The commissioners’ increase would each cost the county an additional $11,142 annually, once instituted.
All three county commissioners said they intend to support the measure, which, if passed, would result in the first salary increase for county commissioners since 2008.
“Based on the time spent and the commitment, the commissioners should be paid on par with other officials,” Austin said, referring to the fact that other elected officials receive more annual pay.
“It will also encourage younger people to run,” added Austin, who was 69 when he was re-elected to a second term in 2010.
Sullivan and Johnson, both in their 60s and both serving their third terms, agreed with Austin that a higher salary would draw a greater diversity of candidates.
“A lot of people look at the current salary and say, ‘I can make a lot more than that working somewhere else,’” Austin said.
“This job draws a lot out of you. It never goes away,” Sullivan said.
“It would be good to draw some new people to run.”
The raises would take effect after the expiration of current commissioners’ terms.
Austin will announce whether he will seek a third term later this month. Like Johnson and Sullivan, he is a Democrat.
Once the hike went into effect, the salary would be frozen for the four-year term of office.
While the commissioners’ salaries have been unchanged since 2008, other elected officials have received yearly increases since then, except in 2011, when no salaries changed.
In 2014, the assessor, auditor, clerk and treasurer all earn $71,980, while the sheriff receives $85,015.
The prosecuting attorney receives $127,857, with $51,952 paid by the county and $75,904 paid by the state.

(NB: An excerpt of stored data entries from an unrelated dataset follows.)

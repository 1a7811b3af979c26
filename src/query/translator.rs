//! Reference statement translator: domain tree to SQL tree.

use std::sync::Arc;

use indexmap::IndexMap;
use tracing::debug;

use crate::model::{EntityDescriptor, MappingModel};
use crate::query::bindings::{BindValue, ParameterBindings};
use crate::query::interpretation::{OccurrenceSlots, ParameterIndex, TranslatedStatement};
use crate::query::options::{LockMode, QueryOptions};
use crate::query::spi::StatementTranslator;
use crate::query::xref::ParameterCrossReference;
use crate::sql::{
    ColumnReference, SqlAssignment, SqlDelete, SqlExpression, SqlInsert, SqlJoin, SqlPredicate,
    SqlSelect, SqlSortItem, SqlStatement, SqlUpdate, TableReference,
};
use crate::tree::{
    ComparisonOp, DomainParameter, Expression, ParameterNode, Path, Predicate, SelectStatement,
    Selection, Statement,
};
use crate::types::{JdbcParameterId, PlanError, Result, ValueType};

/// Alias given to the table at `index` of an entity in select translation.
pub fn table_alias(index: usize) -> Arc<str> {
    Arc::from(format!("t{index}"))
}

/// Translates against a [`MappingModel`].
///
/// Selects join every table of the entity and qualify columns; mutations
/// address the root table with unqualified columns. Multi-valued bindings
/// are only accepted as the sole element of an `IN` list.
pub struct StandardTranslator {
    model: Arc<dyn MappingModel>,
}

impl StandardTranslator {
    /// Creates a translator over `model`.
    pub fn new(model: Arc<dyn MappingModel>) -> Self {
        Self { model }
    }
}

impl StatementTranslator for StandardTranslator {
    fn translate(
        &self,
        statement: &Statement,
        options: &QueryOptions,
        xref: &mut ParameterCrossReference,
        bindings: &ParameterBindings,
    ) -> Result<TranslatedStatement> {
        let descriptor = self.model.descriptor(statement.target_entity())?;
        let root = statement.root();
        let mut scope = Scope {
            descriptor: &*descriptor,
            alias: &*root.alias,
            qualify: statement.is_select(),
            xref,
            bindings,
            next_id: 0,
            index: ParameterIndex::new(),
            types: IndexMap::new(),
        };
        let sql = match statement {
            Statement::Select(select) => SqlStatement::Select(scope.select(select, options)?),
            Statement::Delete(delete) => SqlStatement::Delete(SqlDelete {
                table: TableReference::new(descriptor.root_table().name.clone()),
                restriction: scope.restriction(delete.restriction.as_ref())?,
                returning: Vec::new(),
            }),
            Statement::Update(update) => {
                if update.assignments.is_empty() {
                    return Err(PlanError::invalid("update statement without assignments"));
                }
                let mut assignments = Vec::with_capacity(update.assignments.len());
                for assignment in &update.assignments {
                    let column = scope.column_reference(&Path {
                        alias: root.alias.clone(),
                        attribute: assignment.attribute.clone(),
                    })?;
                    assignments.push(SqlAssignment {
                        column,
                        value: scope.expression(&assignment.value)?,
                    });
                }
                let restriction = scope.restriction(update.restriction.as_ref())?;
                SqlStatement::Update(SqlUpdate {
                    table: TableReference::new(descriptor.root_table().name.clone()),
                    assignments,
                    restriction: scope.live_rows(restriction),
                    returning: Vec::new(),
                })
            }
            Statement::Insert(insert) => {
                let mut columns = Vec::with_capacity(insert.attributes.len());
                for attribute in &insert.attributes {
                    let column = scope.column_reference(&Path {
                        alias: root.alias.clone(),
                        attribute: attribute.clone(),
                    })?;
                    columns.push(column.column);
                }
                let mut rows = Vec::with_capacity(insert.rows.len());
                for row in &insert.rows {
                    if row.len() != columns.len() {
                        return Err(PlanError::invalid(format!(
                            "insert row has {} values for {} attributes",
                            row.len(),
                            columns.len()
                        )));
                    }
                    rows.push(
                        row.iter()
                            .map(|value| scope.expression(value))
                            .collect::<Result<Vec<_>>>()?,
                    );
                }
                SqlStatement::Insert(SqlInsert {
                    table: TableReference::new(descriptor.root_table().name.clone()),
                    columns,
                    rows,
                })
            }
        };
        debug!(
            entity = %descriptor.name(),
            parameters = scope.index.len(),
            expanded = scope.index.has_expansions(),
            "plan.translator.translate"
        );
        Ok(TranslatedStatement {
            statement: sql,
            parameter_index: scope.index,
            resolved_types: scope.types,
        })
    }
}

struct Scope<'a> {
    descriptor: &'a EntityDescriptor,
    alias: &'a str,
    qualify: bool,
    xref: &'a mut ParameterCrossReference,
    bindings: &'a ParameterBindings,
    next_id: u32,
    index: ParameterIndex,
    types: IndexMap<DomainParameter, ValueType>,
}

impl<'a> Scope<'a> {
    fn select(&mut self, select: &SelectStatement, options: &QueryOptions) -> Result<SqlSelect> {
        let descriptor = self.descriptor;
        let tables = descriptor.tables();
        let root = &tables[0];
        let root_alias = table_alias(0);
        let mut joins = Vec::with_capacity(tables.len().saturating_sub(1));
        for (idx, table) in tables.iter().enumerate().skip(1) {
            let alias = table_alias(idx);
            let on = root
                .key_columns
                .iter()
                .zip(&table.key_columns)
                .map(|(root_key, key)| SqlPredicate::Comparison {
                    left: SqlExpression::Column(ColumnReference::qualified(
                        root_alias.clone(),
                        root_key.clone(),
                    )),
                    op: ComparisonOp::Eq,
                    right: SqlExpression::Column(ColumnReference::qualified(
                        alias.clone(),
                        key.clone(),
                    )),
                })
                .collect();
            joins.push(SqlJoin {
                table: TableReference::aliased(table.name.clone(), alias),
                on: SqlPredicate::all(on).ok_or_else(|| {
                    PlanError::invariant(format!("table '{}' has no key columns", table.name))
                })?,
            });
        }
        let mut projection = Vec::new();
        for selection in &select.selections {
            self.selection(selection, &mut projection)?;
        }
        let restriction = self.restriction(select.restriction.as_ref())?;
        let restriction = self.live_rows(restriction);
        let mut order_by = Vec::with_capacity(select.order_by.len());
        for sort in &select.order_by {
            order_by.push(SqlSortItem {
                expression: self.expression(&sort.expression)?,
                direction: sort.direction,
            });
        }
        let lock = match options.lock_options().mode_for(self.alias) {
            LockMode::None => None,
            mode => Some(mode),
        };
        Ok(SqlSelect {
            projection,
            from: TableReference::aliased(root.name.clone(), root_alias),
            joins,
            restriction,
            order_by,
            offset: options.limit.first_row,
            fetch: options.limit.max_rows,
            lock,
        })
    }

    fn selection(&mut self, selection: &Selection, out: &mut Vec<SqlExpression>) -> Result<()> {
        match selection {
            Selection::Entity(alias) => {
                self.check_alias(alias)?;
                for attribute in self.descriptor.attributes() {
                    out.push(SqlExpression::Column(ColumnReference::qualified(
                        table_alias(attribute.table),
                        attribute.column.clone(),
                    )));
                }
            }
            Selection::Expression(expr) => out.push(self.expression(expr)?),
            Selection::Keyed { selection, key } => {
                self.selection(selection, out)?;
                for expr in key {
                    out.push(self.expression(expr)?);
                }
            }
        }
        Ok(())
    }

    fn check_alias(&self, alias: &str) -> Result<()> {
        if alias == self.alias {
            Ok(())
        } else {
            Err(PlanError::UnknownAlias {
                alias: alias.to_owned(),
            })
        }
    }

    fn column_reference(&self, path: &Path) -> Result<ColumnReference> {
        self.check_alias(&path.alias)?;
        let attribute = self.descriptor.attribute(&path.attribute)?;
        if self.qualify {
            return Ok(ColumnReference::qualified(
                table_alias(attribute.table),
                attribute.column.clone(),
            ));
        }
        if attribute.table != 0 {
            return Err(PlanError::invalid(format!(
                "attribute '{}' of '{}' is stored outside the root table",
                attribute.name,
                self.descriptor.name()
            )));
        }
        Ok(ColumnReference::new(attribute.column.clone()))
    }

    // Soft-deleted rows are invisible to selects and updates.
    fn live_rows(&self, restriction: Option<SqlPredicate>) -> Option<SqlPredicate> {
        let Some(soft_delete) = self.descriptor.soft_delete() else {
            return restriction;
        };
        let column = if self.qualify {
            ColumnReference::qualified(table_alias(0), soft_delete.column.clone())
        } else {
            ColumnReference::new(soft_delete.column.clone())
        };
        let filter = SqlPredicate::Comparison {
            left: SqlExpression::Column(column),
            op: ComparisonOp::Ne,
            right: SqlExpression::Literal(soft_delete.deleted_value.clone()),
        };
        SqlPredicate::all(restriction.into_iter().chain(std::iter::once(filter)).collect())
    }

    fn restriction(&mut self, predicate: Option<&Predicate>) -> Result<Option<SqlPredicate>> {
        predicate.map(|p| self.predicate(p)).transpose()
    }

    fn predicate(&mut self, predicate: &Predicate) -> Result<SqlPredicate> {
        Ok(match predicate {
            Predicate::Comparison { left, op, right } => SqlPredicate::Comparison {
                left: self.expression(left)?,
                op: *op,
                right: self.expression(right)?,
            },
            Predicate::And(parts) => SqlPredicate::And(self.predicates(parts)?),
            Predicate::Or(parts) => SqlPredicate::Or(self.predicates(parts)?),
            Predicate::Not(inner) => SqlPredicate::Not(Box::new(self.predicate(inner)?)),
            Predicate::In {
                expr,
                list,
                negated,
            } => {
                let expr = self.expression(expr)?;
                let list = self.in_list(list)?;
                SqlPredicate::InList {
                    expr,
                    list,
                    negated: *negated,
                }
            }
            Predicate::IsNull { expr, negated } => SqlPredicate::IsNull {
                expr: self.expression(expr)?,
                negated: *negated,
            },
        })
    }

    fn predicates(&mut self, parts: &[Predicate]) -> Result<Vec<SqlPredicate>> {
        parts.iter().map(|part| self.predicate(part)).collect()
    }

    fn in_list(&mut self, list: &[Expression]) -> Result<Vec<SqlExpression>> {
        if let [Expression::Parameter(node)] = list {
            let (parameter, bound) = self.resolve(node)?;
            if let BindValue::Multi(values) = bound {
                if !(node.allows_multi_valued() || parameter.allows_multi_valued()) {
                    return Err(PlanError::MultiValuedNotAllowed {
                        parameter: parameter.to_string(),
                    });
                }
                let mut ids = OccurrenceSlots::new();
                for _ in values {
                    self.xref
                        .register_expansion(&parameter, node, node.expansion())?;
                    ids.push(self.allocate());
                }
                self.record_type(&parameter, bound.value_type());
                let expanded = ids.iter().map(|id| SqlExpression::Parameter(*id)).collect();
                self.index.push_expanded(parameter, ids)?;
                return Ok(expanded);
            }
        }
        list.iter().map(|item| self.expression(item)).collect()
    }

    fn expression(&mut self, expr: &Expression) -> Result<SqlExpression> {
        Ok(match expr {
            Expression::Path(path) => SqlExpression::Column(self.column_reference(path)?),
            Expression::Literal(value) => SqlExpression::Literal(value.clone()),
            Expression::Parameter(node) => {
                let (parameter, bound) = self.resolve(node)?;
                match bound {
                    BindValue::Single(value) => {
                        let id = self.allocate();
                        self.record_type(&parameter, value.value_type());
                        self.index.push_single(parameter, id);
                        SqlExpression::Parameter(id)
                    }
                    BindValue::Multi(_) => {
                        return Err(PlanError::MultiValuedNotAllowed {
                            parameter: parameter.to_string(),
                        })
                    }
                }
            }
            Expression::Tuple(items) => SqlExpression::Tuple(
                items
                    .iter()
                    .map(|item| self.expression(item))
                    .collect::<Result<Vec<_>>>()?,
            ),
        })
    }

    fn resolve(&self, node: &ParameterNode) -> Result<(DomainParameter, &'a BindValue)> {
        let parameter = self.xref.query_parameter_for(node).ok_or_else(|| {
            PlanError::invariant(format!("parameter occurrence {node} was never resolved"))
        })?;
        let bindings: &'a ParameterBindings = self.bindings;
        let bound = bindings
            .get(parameter.key())
            .ok_or_else(|| PlanError::MissingBinding {
                parameter: parameter.to_string(),
            })?;
        Ok((parameter, bound))
    }

    fn allocate(&mut self) -> JdbcParameterId {
        let id = JdbcParameterId(self.next_id);
        self.next_id += 1;
        id
    }

    fn record_type(&mut self, parameter: &DomainParameter, value_type: ValueType) {
        let slot = self
            .types
            .entry(parameter.clone())
            .or_insert(ValueType::Unknown);
        if *slot == ValueType::Unknown {
            *slot = value_type;
        }
    }
}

Jefferson County has one District Court and one Superior Court judge, both of whom receive a $148,832 annual salary. Half of the Superior Court judge’s salary is paid by the state.
Neighboring Clallam County pays county commissioners $72,588 annually, according to a staff memo.
Clallam Commissioner Mike Chapman said that sounded correct for him and Commissioner Mike Doherty.
Clallam County has a step program in which commissioners are at the top of the pay range in their fifth year of service — in other words, after they have been re-elected.
Recently elected Commissioner Jim McIntire makes less, said County Administrator Jim Jones.
Even at the top of the scale, said Chapman, “we are the lowest-paid elected officials in Clallam County.”
Jefferson County staff arrived at the proposed salary by taking the average of the county commissioner salaries in five counties — Clallam, Lewis, Island, Chelan, Douglas — an amount of $74,939, and averaging that with the $71,980 annual salary paid Jefferson County’s assessor, auditor, clerk and treasurer.
The cost to the county of the commissioners’ increase would include payroll taxes and retirement but not benefits.
Austin said the current commissioners have not claimed any car allowances for several years “because we realize the county is facing tough economic times,” but future commissioners could choose to take the allowances at any time.